Однако… человек от рождения философ.

Философия совсем иной, нежели наука, весьма эксцентричный способ мышления, погружения в тайны мира. Человек философствует, потому что зачарован этой страстью. В ней он выражает самого себя. Человек делает это для собственного удовольствия, для самовыражения, ибо он рожден философом.

Но тогда чем продиктованы жалобы Бердяева? Культура, как выясняется, не может в равной степени поддержать все стороны человеческой жизни. Она, можно полагать, ищет более надежные опоры, нежели метафизические зигзаги мысли. Но и сам человек, разгадывая собственную природу, видит перед собой зыбкий, неустоявшийся образ. Он страшится признаться себе, что именно эта поразительная способность к рефлексии и есть самое ценное в нем…

«Странное дело, но в наш век философия, даже для людей мыслящих, всего лишь пустое слово, которое, в сущности, ничего не означает; она не находит себе применения и не имеет никакой ценности ни в чьих-либо глазах, ни на деле»[36]. Слова принадлежат мыслителю эпохи Возрождения Мишелю Монтеню (1533–1592), однако похоже, будто сказано это в наши дни.

Публицистов сегодня волнуют политические распри, бюджетные хитрости. Политики опираются не на мудрые максимы, а на популистские мотивы. Общественное сознание утрачивает глубину и культурные корни. В годы тоталитаризма лидеры, издав очередное постановление, вещали: только время способно выявить истинный и непреходящий смысл принимаемого решения. Пустота набрасывала на себя философский убор. Власть имущие в наши дни убеждены, что назначение философии именно в том, чтобы обслуживать каждый изгиб конъюнктурной политики. Интеллектуальная честность и независимость редко привлекают сторонников.

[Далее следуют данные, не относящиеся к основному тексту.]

use std::{sync::Arc, time::Duration};

use anchor_client::solana_sdk::{
    pubkey::Pubkey,
    signature::{Keypair, Signature, Signer},
    transaction::Transaction,
};
use anyhow::{anyhow, Result};
use console::style;
use tracing::{error, info, warn};

use crate::{
    candy_machine::{get_candy_machine_state, CandyMachineState},
    config::{load_config, MintConfig, PollConfig},
    constants::*,
    mint::{
        errors::{MintError, MintErrorKind},
        instructions::{build_mint_instructions, MintRequest},
        poll::poll_signature_status,
        session::MintSession,
    },
    rpc::{ChainRpc, SignatureOutcome},
    setup::mint_setup,
    utils::*,
    view::*,
};

pub struct MintArgs {
    pub keypair: Option<String>,
    pub rpc_url: Option<String>,
    pub config: String,
    pub wait: bool,
    pub number: Option<u64>,
    pub interrupt: Arc<Interrupt>,
}

/// A mint transaction the cluster has a status for.
#[derive(Debug, Clone, PartialEq, Eq)]
pub struct MintOutcome {
    pub signature: Signature,
    pub nft_mint: Pubkey,
    pub status: SignatureOutcome,
}

impl MintOutcome {
    pub fn is_success(&self) -> bool {
        self.status.is_success()
    }
}

/// Refuses to mint into a candy machine that does not match the configuration.
pub fn check_candy_machine(
    state: &CandyMachineState,
    config: &MintConfig,
) -> Result<(), MintError> {
    if state.wallet != config.treasury {
        return Err(MintError::TreasuryMismatch {
            on_chain: state.wallet,
            configured: config.treasury,
        });
    }

    if state.config != config.config {
        return Err(MintError::ConfigMismatch {
            on_chain: state.config,
            configured: config.config,
        });
    }

    Ok(())
}

pub fn mint_request(config: &MintConfig, payer: &Pubkey) -> MintRequest {
    MintRequest {
        program_id: config.program_id,
        candy_machine: config.candy_machine_id,
        config: config.config,
        payer: *payer,
        treasury: config.treasury,
        payment_mint: config.payment_token_mint,
    }
}

/// Builds, signs and submits one mint transaction, then polls until the
/// cluster reports its status.
///
/// A rejected transaction is still an `Ok` outcome; inspect
/// [`MintOutcome::status`] for the program error.
pub async fn mint_one<R: ChainRpc + ?Sized>(
    rpc: &R,
    session: &MintSession,
    request: &MintRequest,
    payer: &Keypair,
    poll: &PollConfig,
    interrupt: &Interrupt,
) -> Result<MintOutcome, MintError> {
    let mut attempt = session.begin()?;

    let nft_mint = Keypair::new();
    let mint_rent = rpc.rent_exemption(MINT_LAYOUT as usize)?;
    let instructions = build_mint_instructions(request, &nft_mint.pubkey(), mint_rent)?;

    let recent_blockhash = rpc.latest_blockhash()?;
    let transaction = Transaction::new_signed_with_payer(
        &instructions,
        Some(&payer.pubkey()),
        &[payer, &nft_mint],
        recent_blockhash,
    );

    let signature = rpc.submit_transaction(&transaction)?;
    attempt.submitted()?;
    info!(
        "Submitted mint transaction {} for mint {}",
        signature,
        nft_mint.pubkey()
    );

    attempt.polling()?;
    let status = poll_signature_status(rpc, &signature, poll, interrupt).await?;

    if status.is_success() {
        attempt.confirm()?;
        info!("Minted {} in slot {}", nft_mint.pubkey(), status.slot);
    } else {
        warn!("Mint transaction {} rejected: {:?}", signature, status.err);
        attempt.fail();
    }

    Ok(MintOutcome {
        signature,
        nft_mint: nft_mint.pubkey(),
        status,
    })
}

/// Runs one attempt and turns its result into the alert shown to the user.
pub async fn mint_with_alert<R: ChainRpc + ?Sized>(
    rpc: &R,
    session: &MintSession,
    request: &MintRequest,
    payer: &Keypair,
    poll: &PollConfig,
    interrupt: &Interrupt,
) -> (AlertState, Option<MintOutcome>) {
    match mint_one(rpc, session, request, payer, poll, interrupt).await {
        Ok(outcome) => (AlertState::from_status(&outcome.status), Some(outcome)),
        Err(err) => {
            error!("Mint attempt failed: {:?}", err);
            (AlertState::from_error(&err), None)
        }
    }
}

fn load_state<R: ChainRpc + ?Sized>(
    rpc: &R,
    config: &MintConfig,
    payer: &Pubkey,
) -> Result<CandyMachineState> {
    get_candy_machine_state(
        rpc,
        &config.program_id,
        &config.candy_machine_id,
        payer,
        config.payment_token_mint.as_ref(),
    )
}

fn print_alert(alert: &AlertState) {
    let message = match alert.severity {
        Severity::Success => style(&alert.message).green().bold(),
        Severity::Info => style(&alert.message).cyan(),
        Severity::Warning => style(&alert.message).yellow(),
        Severity::Error => style(&alert.message).red().bold(),
    };
    println!("{}", message);
}

/// Waits out the go-live countdown. Returns `false` when interrupted.
async fn wait_for_go_live(go_live: i64, interrupt: &Interrupt) -> bool {
    let pb = spinner_with_style();

    loop {
        let remaining = go_live - current_timestamp();
        if remaining <= 0 {
            pb.finish_and_clear();
            return true;
        }
        pb.set_message(format!(
            "{}Mint opens in {}",
            HOURGLASS_EMOJI,
            format_countdown(remaining)
        ));

        tokio::select! {
            _ = tokio::time::sleep(Duration::from_secs(1)) => {}
            _ = interrupt.triggered() => {
                pb.abandon_with_message(format!("{}", style("Wait cancelled").red()));
                return false;
            }
        }
    }
}

fn print_progress(state: &CandyMachineState, balance: u64) {
    println!(
        "{}{} {}/{}  {} {} SOL",
        PAPER_EMOJI,
        style("Minted:").dim(),
        state.items_redeemed,
        state.items_available,
        style("Balance:").dim(),
        lamports_to_sol(balance)
    );
}

/// Why a mint run stopped before minting everything requested.
#[derive(Debug, Clone, PartialEq, Eq)]
pub enum MintStop {
    SoldOut,
    ClaimedAll,
    NotLive { seconds: i64 },
    Cancelled,
    Failed(AlertState),
}

impl MintStop {
    pub fn message(&self) -> String {
        match self {
            MintStop::SoldOut => MintErrorKind::SoldOut.message().to_string(),
            MintStop::ClaimedAll => CLAIMED_ALL_MESSAGE.to_string(),
            MintStop::NotLive { seconds } => format!(
                "{} Opens in {}, re-run with --wait to wait for it.",
                MintErrorKind::NotLiveYet.message(),
                format_countdown(*seconds)
            ),
            MintStop::Cancelled => "Minting cancelled before go-live".to_string(),
            MintStop::Failed(alert) => alert.message.clone(),
        }
    }
}

#[derive(Debug)]
pub struct MintRun {
    pub requested: u64,
    /// Confirmed mints, in order.
    pub outcomes: Vec<MintOutcome>,
    /// State as last read from the cluster.
    pub state: CandyMachineState,
    /// Payer balance after the last attempt, `None` if nothing was attempted.
    pub balance: Option<u64>,
    pub stop: Option<MintStop>,
}

impl MintRun {
    pub fn minted(&self) -> u64 {
        self.outcomes.len() as u64
    }
}

/// Mints up to `number` NFTs one after the other through a single session.
///
/// Stops at the first sold-out, claimed-all, not-live or failed attempt. The
/// candy machine and the payer balance are re-read after every attempt.
pub async fn run_mints<R: ChainRpc + ?Sized>(
    rpc: &R,
    config: &MintConfig,
    payer: &Keypair,
    mut state: CandyMachineState,
    number: u64,
    wait: bool,
    interrupt: &Interrupt,
) -> Result<MintRun> {
    let session = MintSession::new();
    let request = mint_request(config, &payer.pubkey());
    let mut outcomes = Vec::new();
    let mut balance = None;
    let mut stop = None;

    while (outcomes.len() as u64) < number {
        match MintAction::evaluate(&state, current_timestamp(), config.start_date, false) {
            MintAction::SoldOut => {
                stop = Some(MintStop::SoldOut);
                break;
            }
            MintAction::ClaimedAll => {
                stop = Some(MintStop::ClaimedAll);
                break;
            }
            MintAction::Countdown(seconds) => {
                if !wait {
                    stop = Some(MintStop::NotLive { seconds });
                    break;
                }
                if !wait_for_go_live(current_timestamp() + seconds, interrupt).await {
                    stop = Some(MintStop::Cancelled);
                    break;
                }
                state = load_state(rpc, config, &payer.pubkey())?;
                continue;
            }
            MintAction::Minting | MintAction::Ready => {}
        }

        print_alert(&AlertState::minting());

        let pb = spinner_with_style();
        pb.set_message(format!("Minting NFT {}/{}...", outcomes.len() + 1, number));

        let (alert, outcome) = mint_with_alert(
            rpc,
            &session,
            &request,
            payer,
            &config.poll,
            interrupt,
        )
        .await;

        pb.finish_and_clear();
        print_alert(&alert);

        state = load_state(rpc, config, &payer.pubkey())?;
        let lamports = rpc.fetch_balance(&payer.pubkey())?;
        balance = Some(lamports);

        match outcome {
            Some(outcome) if outcome.is_success() => {
                println!(
                    "{}{} {}",
                    COMPLETE_EMOJI,
                    style("Mint:").dim(),
                    outcome.nft_mint
                );
                println!(
                    "{}{} {}",
                    PAPER_EMOJI,
                    style("Signature:").dim(),
                    outcome.signature
                );
                outcomes.push(outcome);
            }
            _ => stop = Some(MintStop::Failed(alert)),
        }

        print_progress(&state, lamports);

        if stop.is_some() {
            break;
        }
    }

    Ok(MintRun {
        requested: number,
        outcomes,
        state,
        balance,
        stop,
    })
}

pub async fn process_mint(args: MintArgs) -> Result<()> {
    let config = load_config(&args.config)?;
    let context = mint_setup(args.keypair, args.rpc_url, &config)?;
    let payer = context.keypair.pubkey();
    let number = args.number.unwrap_or(1);

    println!(
        "{} {}Loading candy machine",
        style("[1/2]").bold().dim(),
        LOOKING_GLASS_EMOJI
    );

    let pb = spinner_with_style();
    pb.set_message("Connecting...");

    let state = load_state(&context.rpc, &config, &payer)?;
    let balance = context.rpc.fetch_balance(&payer)?;

    pb.finish_and_clear();

    check_candy_machine(&state, &config)?;

    println!(
        "\n{}{} {}",
        CANDY_EMOJI,
        style("Candy machine ID:").dim(),
        &config.candy_machine_id
    );
    println!(
        "{}{} {} ({})",
        COMPUTER_EMOJI,
        style("Wallet:").dim(),
        shorten_address(&payer.to_string(), 4),
        context.rpc_url
    );
    print_progress(&state, balance);

    println!(
        "\n{} {}Minting from candy machine",
        style("[2/2]").bold().dim(),
        CANDY_EMOJI
    );

    let run = run_mints(
        &context.rpc,
        &config,
        &context.keypair,
        state,
        number,
        args.wait,
        &args.interrupt,
    )
    .await?;

    let minted = run.minted();

    match run.stop {
        None => Ok(()),
        Some(stop @ (MintStop::SoldOut | MintStop::ClaimedAll)) if minted > 0 => {
            warn!("Minted {} of {} requested NFTs", minted, run.requested);
            println!(
                "\n{}{} {}",
                WARNING_EMOJI,
                style(stop.message()).yellow(),
                style(format!("Minted {} of {} requested NFTs", minted, run.requested)).yellow()
            );
            Ok(())
        }
        Some(stop) => Err(anyhow!(stop.message())),
    }
}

1.4.3. Почему философию отовсюду теснят?

Философию теснят отовсюду. Представители точных наук, завороженные грандиозными открытиями нового века, полагают, что проникновение в ядро клетки важнее отвлеченных размышлений. Однако разумно ли, не сдерживая себя философской осторожностью, извлекать из вещества огромные фантастические энергии, не имея развернутой картины мира? Проникновение в глубины клетки, судя по всему, должно сопровождаться философской осмотрительностью.

Последствия чернобыльской катастрофы столь внушительны и долгосрочны, что один мудрый современник сказал: «Не исключено, что дата взрыва может стать основой для нового летоисчисления: до и после Чернобыля». Французский философ Андре Глюксман пишет: «Отныне я знаю, как может закончиться наш мир. 3 сентября 2004 г., на всем мировом телевидении взрывается отчаяние, возникает образ преисподней в духе Иеронима Босха»[37]. Французский философ скорбит о том, что разработчики нового, рождающегося XXI в. идут ощупью, ощущая свою неподготовленность.

Ученые достигли огромных успехов в познании генной природы человека. Ведутся эксперименты по сращиванию генов, которые дают поразительные результаты. Однако опять звучат голоса предостережения. Зачем нужны существа-химеры, которых не было в природе? К чему, вообще говоря, может привести бесконтрольное баловство с генами? Не исключено, что начнется длительный ряд мутаций, которые преобразуют все живое. Человек станет жертвой собственных экспериментов. Мнимое господство над природой обернется жутким поражением. Трезвая экспертиза науки возможна только в философии. Само собой понятно, что философия вовсе не выполняет функцию некоего интеллектуального полицейского, ибо внутри философии нет единой точки зрения по фундаментальным вопросам.

Однажды по телевидению выступала известный отечественный физиолог академик Наталья Петровна Бехтерева. Она сказала, что в ее лаборатории нашли средство, которое позволяет, воздействуя на определенные участки мозга, многократно усилить интеллектуальные ресурсы человека. Казалось бы, надо радоваться. Вот вам мой мозг, гони импульсы. Однако исследовательница неожиданно сказала: мы наложили мораторий на эти эксперименты. Вот тебе раз! С чего это вдруг? Скорее всего, сыграла свою роль философская подсказка… Наивно думать, что философия на все накладывает запрет, но она все же предостерегает. В своей книге «Магия мозга и лабиринты жизни» (М., СПб., 2006) Н.П. Бехтерева отмечает: «Мы так много узнали о космосе, а живой мозг человека остался, как это ни парадоксально, все таким же далеким» (с. 45).